Moreover, the rule for applying FUNARGs was to use the a-list in
the funarg as the environment.  So when the FUNARG is called by
MAPCAR, the variable LIS gets its value from the a-list.  (If you
write a simple Lisp interpreter, or copy the one in the Lisp 1.5
book, use dynamic scoping, and use this rule for evaluating calls
to FUNARGS, you'll see that it works.)

Now, since the a-list is an ordinary Lisp list, and since,
consequently, it can be returned as a value, the whole FUNARG
list can be returned as a value w/o any danger of the bindings
captured in the a-list being lost.  So this FUNARG technique
also solves the problem of functional results.  That is, it
also works in the upward direction.  For instance,

  (defun make-counter (n)
    (function (lambda () (setq n (1+ n)))))

  (make-counter 10)
    ==> (funarg (lambda () (setq n (1+ n))) ((n . 10)))

This funarg carries its interpretation of N with it wherever it
goes.

So this is great!  All the problems are solved!

Unfortunately, Lisp implementors wanted Lisp to be more efficient.
They wrote compilers.  They put variable values on a stack and
compiled references to the variables using stack offsets computed
as compile-time, just like compilers for languages like C.  In
effect, this implements lexical scoping for local, bound, variables.

Free variables were still a problem, though.  A "free variable"
is something that we'd call "a reference to a global variable"
in a language that didn't allow one function definition to appear
inside another.  That sort of language was one that people knew
how to handle.  (The ones that allowed nested function definitions
were trickier.)  So Lisp compilers more or less behaved as if they
were dealing with that kind of language.

A lambda-expr inside a function definition is a lot like a nested
function definition.  That was hard to handle.  So the compilers
compiled the lambda-expr as if it had appeared on its own at the
top level and not inside another function at all!  And if the
lambda-expr function wanted to refer to any of the local variables
of the function in which the lambda-expr appeared (vars like N in
MAKE-COUNTER above, or LIS in the LET even further back), it couldn't.
In compiled code, those variables were just stack entries.  The
old a-list and FUNARG trick wouldn't work.

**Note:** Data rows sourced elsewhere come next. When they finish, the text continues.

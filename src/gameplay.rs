//! Session controller: one level at a time, driven by player actions.
//!
//! The session owns the current [`GameState`], the undo history and the selection. Each level
//! start dispatches a [`SolverJob`] tagged with a fresh ticket; results carrying an older ticket
//! are discarded, so a slow solve for an abandoned level never rates the current one.

use std::sync::mpsc::{self, Receiver, Sender};

use log::{debug, info};

use crate::config::Config;
use crate::engine::{self, Move};
use crate::generator::{Difficulty, Level, LevelDescriptor, LevelGenerator, RepairOutcome};
use crate::model::{CAPACITY, Color, GameState};
use crate::scoring::Stars;
use crate::solver::{OptimalMoves, SolverJob, SolverReport};

#[derive(Debug, Clone, Copy, PartialEq, Eq)]
pub enum Selection {
    None,
    Bottle(usize),
}

#[derive(Copy, Clone, Debug, PartialEq, Eq)]
pub enum ControlAction {
    /// Tap a bottle: select it, clear the selection, or pour the selection into it.
    Tap(usize),
    Deselect,
    Pour(usize, usize),
    Undo,
    Hint,
    /// Replay the level from a fresh board. Breaks the streak.
    Restart,
    NextLevel,
    /// Jump to an arbitrary level. Breaks the streak.
    JumpTo(u32),
}

#[derive(Clone, Debug, PartialEq, Eq)]
pub enum ActionOutcome {
    Ignored,
    Selected(usize),
    Deselected,
    Poured {
        mv: Move,
        amount: usize,
        /// The destination became complete.
        completed: bool,
    },
    /// The pour was illegal. The bottle is the one that was tapped.
    Rejected { bottle: usize },
    Undone,
    Hint(Move),
    NoHint,
    Won(WinSummary),
    LevelStarted(LevelDescriptor),
}

/// Snapshot taken before each pour.
#[derive(Clone, Debug, PartialEq, Eq)]
pub struct HistoryEntry {
    pub state: GameState,
    pub moves: u32,
}

/// Everything the persistence layer needs to record a finished level.
#[derive(Copy, Clone, Debug, PartialEq, Eq)]
pub struct WinSummary {
    pub level: u32,
    pub difficulty: Difficulty,
    pub moves: u32,
    pub optimal: OptimalMoves,
    pub stars: Stars,
    pub streak: u32,
}

pub struct GameSession {
    config: Config,
    generator: LevelGenerator,
    difficulty: Difficulty,
    level: Level,
    state: GameState,
    moves: u32,
    history: Vec<HistoryEntry>,
    selected: Selection,
    hints_left: u32,
    streak: u32,
    won: Option<WinSummary>,
    ticket: u64,
    optimal: Option<OptimalMoves>,
    solver_job: Option<SolverJob>,
    report_sender: Sender<SolverReport>,
    reports: Receiver<SolverReport>,
}

impl GameSession {
    pub fn new(config: Config, mut generator: LevelGenerator, difficulty: Difficulty, level: u32) -> Self {
        let (report_sender, reports) = mpsc::channel();
        let generated = generator.generate(level.max(1), difficulty);
        let mut session = Self {
            state: generated.state.clone(),
            level: generated,
            hints_left: config.hints_per_level,
            config,
            generator,
            difficulty,
            moves: 0,
            history: Vec::new(),
            selected: Selection::None,
            streak: 0,
            won: None,
            ticket: 0,
            optimal: None,
            solver_job: None,
            report_sender,
            reports,
        };
        session.dispatch_solver();
        session
    }

    pub fn state(&self) -> &GameState {
        &self.state
    }

    pub fn descriptor(&self) -> LevelDescriptor {
        self.level.descriptor
    }

    pub fn repair_outcome(&self) -> RepairOutcome {
        self.level.repair
    }

    pub fn moves(&self) -> u32 {
        self.moves
    }

    pub fn selected(&self) -> Selection {
        self.selected
    }

    pub fn hints_left(&self) -> u32 {
        self.hints_left
    }

    pub fn streak(&self) -> u32 {
        self.streak
    }

    pub fn history(&self) -> &[HistoryEntry] {
        &self.history
    }

    pub fn won(&self) -> Option<&WinSummary> {
        self.won.as_ref()
    }

    pub fn ticket(&self) -> u64 {
        self.ticket
    }

    /// No pour is possible and the level is not won.
    pub fn is_deadlocked(&self) -> bool {
        self.won.is_none() && !engine::is_win(&self.state) && engine::is_deadlocked(self.state.board())
    }

    /// Completed bottles out of the number of colors.
    pub fn progress(&self) -> (usize, usize) {
        (engine::completed_count(&self.state), self.level.descriptor.num_colors)
    }

    /// Amount and color that pouring the selected bottle into `to` would move.
    pub fn pour_preview(&self, to: usize) -> Option<(usize, Color)> {
        let Selection::Bottle(from) = self.selected else {
            return None;
        };
        let amount = engine::pour_amount(self.state.board(), from, to);
        if amount == 0 {
            return None;
        }
        self.state.board()[from].top_color().map(|c| (amount, c))
    }

    /// Optimal moves for the current level, if the background solve has reported.
    pub fn optimal_moves(&mut self) -> Option<OptimalMoves> {
        self.poll_solver();
        self.optimal
    }

    pub fn handle_game_action(&mut self, action: ControlAction) -> ActionOutcome {
        if self.won.is_some()
            && !matches!(
                action,
                ControlAction::Restart | ControlAction::NextLevel | ControlAction::JumpTo(_)
            )
        {
            return ActionOutcome::Ignored;
        }
        match action {
            ControlAction::Tap(index) => self.tap(index),
            ControlAction::Deselect => {
                self.selected = Selection::None;
                ActionOutcome::Deselected
            }
            ControlAction::Pour(from, to) => self.pour(from, to),
            ControlAction::Undo => self.undo(),
            ControlAction::Hint => self.hint(),
            ControlAction::Restart => {
                self.streak = 0;
                self.start_level(self.level.descriptor.level)
            }
            ControlAction::NextLevel => self.start_level(self.level.descriptor.level + 1),
            ControlAction::JumpTo(level) => {
                self.streak = 0;
                self.start_level(level.max(1))
            }
        }
    }

    fn tap(&mut self, index: usize) -> ActionOutcome {
        match self.selected {
            Selection::None => {
                if self.state.board()[index].is_empty() || self.state.is_bottle_complete(index) {
                    ActionOutcome::Ignored
                } else {
                    self.selected = Selection::Bottle(index);
                    ActionOutcome::Selected(index)
                }
            }
            Selection::Bottle(from) if from == index => {
                self.selected = Selection::None;
                ActionOutcome::Deselected
            }
            Selection::Bottle(from) => self.pour(from, index),
        }
    }

    fn pour(&mut self, from: usize, to: usize) -> ActionOutcome {
        self.selected = Selection::None;
        let amount = engine::pour_amount(self.state.board(), from, to);
        let Some(next) = engine::apply_pour(&self.state, from, to) else {
            return ActionOutcome::Rejected { bottle: to };
        };

        self.push_undo_state();
        self.state = next;
        self.moves += 1;

        if engine::is_win(&self.state) {
            return ActionOutcome::Won(self.win());
        }
        ActionOutcome::Poured {
            mv: Move::new(from, to),
            amount,
            completed: self.state.is_bottle_complete(to),
        }
    }

    fn push_undo_state(&mut self) {
        self.history.push(HistoryEntry {
            state: self.state.clone(),
            moves: self.moves,
        });
    }

    fn undo(&mut self) -> ActionOutcome {
        let Some(previous) = self.history.pop() else {
            return ActionOutcome::Ignored;
        };
        self.state = previous.state;
        self.moves = previous.moves;
        self.selected = Selection::None;
        ActionOutcome::Undone
    }

    fn hint(&mut self) -> ActionOutcome {
        if self.hints_left == 0 {
            return ActionOutcome::NoHint;
        }
        match engine::find_hint(self.state.board()) {
            Some(mv) => {
                self.hints_left -= 1;
                ActionOutcome::Hint(mv)
            }
            None => ActionOutcome::NoHint,
        }
    }

    fn win(&mut self) -> WinSummary {
        self.streak += 1;
        let optimal = self.wait_for_optimal();
        let descriptor = self.level.descriptor;
        let summary = WinSummary {
            level: descriptor.level,
            difficulty: descriptor.difficulty,
            moves: self.moves,
            optimal,
            stars: self.config.scoring.stars(self.moves, optimal),
            streak: self.streak,
        };
        info!(
            "Level {} won in {} moves (optimal {}), {}",
            summary.level, summary.moves, summary.optimal, summary.stars
        );
        self.won = Some(summary);
        summary
    }

    fn start_level(&mut self, level: u32) -> ActionOutcome {
        self.level = self.generator.generate(level, self.difficulty);
        self.state = self.level.state.clone();
        self.moves = 0;
        self.history.clear();
        self.selected = Selection::None;
        self.hints_left = self.config.hints_per_level;
        self.won = None;
        self.dispatch_solver();
        info!("Started level {level} ({})", self.difficulty);
        ActionOutcome::LevelStarted(self.level.descriptor)
    }

    fn dispatch_solver(&mut self) {
        if let Some(job) = self.solver_job.take() {
            job.cancel();
        }
        self.ticket += 1;
        self.optimal = None;
        self.solver_job = Some(SolverJob::spawn(
            self.ticket,
            self.level.state.board().clone(),
            CAPACITY,
            self.config.solver.clone(),
            self.report_sender.clone(),
        ));
    }

    fn accept(&mut self, report: SolverReport) -> bool {
        if report.ticket != self.ticket {
            debug!(
                "Discarding solver result for ticket {} (current is {})",
                report.ticket, self.ticket
            );
            return false;
        }
        self.optimal = Some(report.optimal);
        self.solver_job = None;
        true
    }

    /// Drain finished solver reports without blocking.
    pub fn poll_solver(&mut self) {
        while let Ok(report) = self.reports.try_recv() {
            self.accept(report);
        }
    }

    /// Block until the current level's solve reports. The solve is bounded by its state budget.
    fn wait_for_optimal(&mut self) -> OptimalMoves {
        self.poll_solver();
        while self.optimal.is_none() {
            match self.reports.recv() {
                Ok(report) => {
                    self.accept(report);
                }
                Err(_) => return OptimalMoves::Unknown,
            }
        }
        self.optimal.unwrap_or(OptimalMoves::Unknown)
    }
}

Some clever noticed that, despite all this, they could still solve the
downward case.  Instead of having (FUNCTION (LAMBDA ...)) return

   (funarg (lambda ...) <a-list>)

it could return

   (*funarg (lambda ...) <stack-pointer>)

So Lisps like this had downward funargs that worked (with the aid
of some clever tricks), but they didn't have upward funargs.  That is,
if they returned one of these *FUNARG lists, the stack would still be
popped (as on all function returns), the local vars would be gone,
and the stack-pointer would be useless.

PDP-10 MacLisp was a Lisp of roughly this sort, as was Franz Lisp
(though Franz lacked the downward funarg trick).  The Lisp 1.5
compiler put Lisp 1.5 in roughly the same situation too, but Lisp 1.5
still had upward funargs for certain cases.

These Lisps typically used SPECIAL declarations to tell the compiler
to have the emitted code treat certain variables in the way the
interpreter would treat them rather than have the variables turned
into stack offsets.  SPECIAL variables were, consequently, dynamically
scoped (because that's what interpreters did in those days).

So here's one solution to the upward funarg problem for special
variables:

  * Use an a-list for special variables and put the current
    a-list in any FUNARGS that are created.

However, Lisps that wanted to me more efficient (eg, MacLisp) 
stopped using a-lists for special variables.  A-lists are a 
form of "deep binding".  You have to look back along the a-list 
for the variable you want.  "Shallow binding" works by attaching
the values directly to the symbols that represent the variables
and storing the old value on a stack whenever a nested binding
is made.  For instance, 

  (let ((a 1))
    (declare (special a))
    (g))

is more or less equivalent to:

  (push (symbol-value 'a) <stack>)
  (unwind-protect
      (progn (setf (symbol-value 'a) 1)
             (g))
    (setf (symbol-value 'a) (pop <stack>)))

This makes for fast, constant-time lookup, though it's somewhat slow
at setting up bindings and taking them down again.  But it prevents
the above solution to the upward funarg problem.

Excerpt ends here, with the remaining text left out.